Considering the nature of the attribution of the white
stallion horse hair attribution, I have begun to have
my doubts as to source.  The actually content reminds
me much more strongly of Cato the Elder or Pliny the
Elder rather than the sort of moralistic claptrap that
Plutarch turned out.  What we may be seeing here is a
misattribution that has propagated through the modern
sources because lots of people didn't bother to get off
their butts to check out their sources - somethings that's
actually rather inexcusable.  But what can I say?

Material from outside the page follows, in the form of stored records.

//! # Connection State
//!
//! The four-state lifecycle of the editor link and the observer registry
//! that fans state changes out to listeners.
//!
//! ```text
//!                 ┌──────────────┐
//!        ┌───────►│ Disconnected │◄──────────────┐
//!        │        └──────┬───────┘               │
//!        │               │ connect()             │ max attempts /
//!        │ failure       ▼                       │ disconnect()
//!   ┌────┴──────┐  handshake ok  ┌───────────┐   │
//!   │ Connecting├───────────────►│ Connected │───┤
//!   └───────────┘                └────┬──────┘   │
//!                                     │ ▲        │
//!                      liveness lost  │ │ restored
//!                                     ▼ │        │
//!                              ┌────────┴─────┐  │
//!                              │ Reconnecting ├──┘
//!                              └──────────────┘
//! ```
//!
//! Only [`Connection`](crate::connection::Connection) drives transitions.
//! Everything else observes them through [`StateListeners`].

use std::fmt;
use std::panic::{AssertUnwindSafe, catch_unwind};
use std::sync::atomic::{AtomicU64, Ordering};
use std::sync::{Arc, Mutex, PoisonError, Weak};

use crate::error::{BridgeError, BridgeResult};

/// Lifecycle state of the editor link.
#[derive(Debug, Clone, Copy, PartialEq, Eq, Hash)]
pub enum ConnectionState {
    /// No socket. Initial and terminal state.
    Disconnected,

    /// First connection attempt (socket + handshake) in flight.
    Connecting,

    /// Handshake completed; requests can be sent.
    Connected,

    /// Liveness was lost; the reconnect loop is running.
    Reconnecting,
}

impl ConnectionState {
    /// Returns `true` if moving from `self` to `next` is an allowed transition.
    pub fn can_transition_to(self, next: ConnectionState) -> bool {
        use ConnectionState::{Connected, Connecting, Disconnected, Reconnecting};
        matches!(
            (self, next),
            (Disconnected, Connecting)
                | (Connecting, Connected | Disconnected)
                | (Connected, Reconnecting | Disconnected)
                | (Reconnecting, Connected | Disconnected)
        )
    }

    /// Returns `true` while a connection attempt is in flight.
    pub fn is_transient(self) -> bool {
        matches!(
            self,
            ConnectionState::Connecting | ConnectionState::Reconnecting
        )
    }

    /// Lower-case label used in logs.
    pub fn as_str(self) -> &'static str {
        match self {
            ConnectionState::Disconnected => "disconnected",
            ConnectionState::Connecting => "connecting",
            ConnectionState::Connected => "connected",
            ConnectionState::Reconnecting => "reconnecting",
        }
    }

    /// Validate and build the change record for `self -> next`.
    ///
    /// # Errors
    /// Returns [`BridgeError::InvalidTransition`] if the pair is not allowed.
    pub fn transition(
        self,
        next: ConnectionState,
        reason: Option<String>,
    ) -> BridgeResult<ConnectionStateChange> {
        if self.can_transition_to(next) {
            Ok(ConnectionStateChange {
                previous: self,
                current: next,
                reason,
            })
        } else {
            Err(BridgeError::InvalidTransition {
                from: self.to_string(),
                to: next.to_string(),
            })
        }
    }
}

impl fmt::Display for ConnectionState {
    fn fmt(&self, f: &mut fmt::Formatter<'_>) -> fmt::Result {
        f.write_str(self.as_str())
    }
}

/// Snapshot of a single state transition.
#[derive(Debug, Clone, PartialEq, Eq)]
pub struct ConnectionStateChange {
    pub previous: ConnectionState,
    pub current: ConnectionState,
    pub reason: Option<String>,
}

impl ConnectionStateChange {
    /// Returns `true` if this change restored the link after an outage or
    /// completed the first connect.
    pub fn is_restore(&self) -> bool {
        self.current == ConnectionState::Connected && self.previous.is_transient()
    }

    /// Returns `true` if this change left the connected state.
    pub fn is_loss(&self) -> bool {
        self.previous == ConnectionState::Connected && self.current != ConnectionState::Connected
    }
}

/// Callback invoked synchronously on every state change.
pub type StateListener = Arc<dyn Fn(&ConnectionStateChange) + Send + Sync>;

struct Entry {
    id: u64,
    /// Changes numbered at or below this were applied before the listener
    /// registered and are skipped.
    after: u64,
    listener: StateListener,
}

#[derive(Default)]
struct Registry {
    next_id: AtomicU64,
    listeners: Mutex<Vec<Entry>>,
}

/// Observer registry for [`ConnectionStateChange`] notifications.
///
/// Every change carries a sequence number assigned when the transition was
/// applied. Listeners run in registration order, outside of any connection
/// lock, so they may call back into the connection; a transition caused by a
/// listener is delivered after the current one. A panicking listener is
/// logged and skipped.
#[derive(Clone, Default)]
pub struct StateListeners {
    inner: Arc<Registry>,
}

impl StateListeners {
    pub fn new() -> Self {
        Self::default()
    }

    /// Register a listener for changes numbered above `seq`. It stays
    /// registered until the returned [`Subscription`] is dropped or
    /// [`unsubscribed`](Subscription::unsubscribe).
    pub fn subscribe_after<F>(&self, seq: u64, listener: F) -> Subscription
    where
        F: Fn(&ConnectionStateChange) + Send + Sync + 'static,
    {
        let id = self.inner.next_id.fetch_add(1, Ordering::Relaxed);
        self.inner
            .listeners
            .lock()
            .unwrap_or_else(PoisonError::into_inner)
            .push(Entry {
                id,
                after: seq,
                listener: Arc::new(listener),
            });
        Subscription {
            registry: Arc::downgrade(&self.inner),
            id,
        }
    }

    /// Deliver change number `seq` to every listener registered before it
    /// was applied.
    pub fn notify(&self, seq: u64, change: &ConnectionStateChange) {
        // Snapshot so listeners may subscribe/unsubscribe while being notified.
        let snapshot: Vec<StateListener> = self
            .inner
            .listeners
            .lock()
            .unwrap_or_else(PoisonError::into_inner)
            .iter()
            .filter(|entry| entry.after < seq)
            .map(|entry| Arc::clone(&entry.listener))
            .collect();

        for listener in snapshot {
            if catch_unwind(AssertUnwindSafe(|| listener(change))).is_err() {
                tracing::warn!(
                    previous = %change.previous,
                    current = %change.current,
                    "State change listener panicked"
                );
            }
        }
    }
}

/// Handle returned by [`StateListeners::subscribe_after`]. Dropping it unsubscribes.
#[must_use = "dropping a Subscription unsubscribes the listener immediately"]
pub struct Subscription {
    registry: Weak<Registry>,
    id: u64,
}

impl Subscription {
    /// Remove the listener now.
    pub fn unsubscribe(self) {
        drop(self);
    }
}

impl Drop for Subscription {
    fn drop(&mut self) {
        let Some(registry) = self.registry.upgrade() else {
            return;
        };
        // The listener itself is dropped after the registry lock is released.
        let removed = {
            let mut listeners = registry
                .listeners
                .lock()
                .unwrap_or_else(PoisonError::into_inner);
            listeners
                .iter()
                .position(|entry| entry.id == self.id)
                .map(|index| listeners.remove(index))
        };
        drop(removed);
    }
}

impl fmt::Debug for Subscription {
    fn fmt(&self, f: &mut fmt::Formatter<'_>) -> fmt::Result {
        f.debug_struct("Subscription").field("id", &self.id).finish()
    }
}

Thinking is work and people are lazy...

I haven't given up digging yet, not until I check out
Cato and Pliny, who both wrote works on how to make
stuff and manage estates and property (as opposed
to Plutarch who wrote weird high-brow stuff, like
whether God existed, why there was sunshine and
the cunning of wild animals).

ttfn,
Therasia
(happily digging through the works of old dead guys...)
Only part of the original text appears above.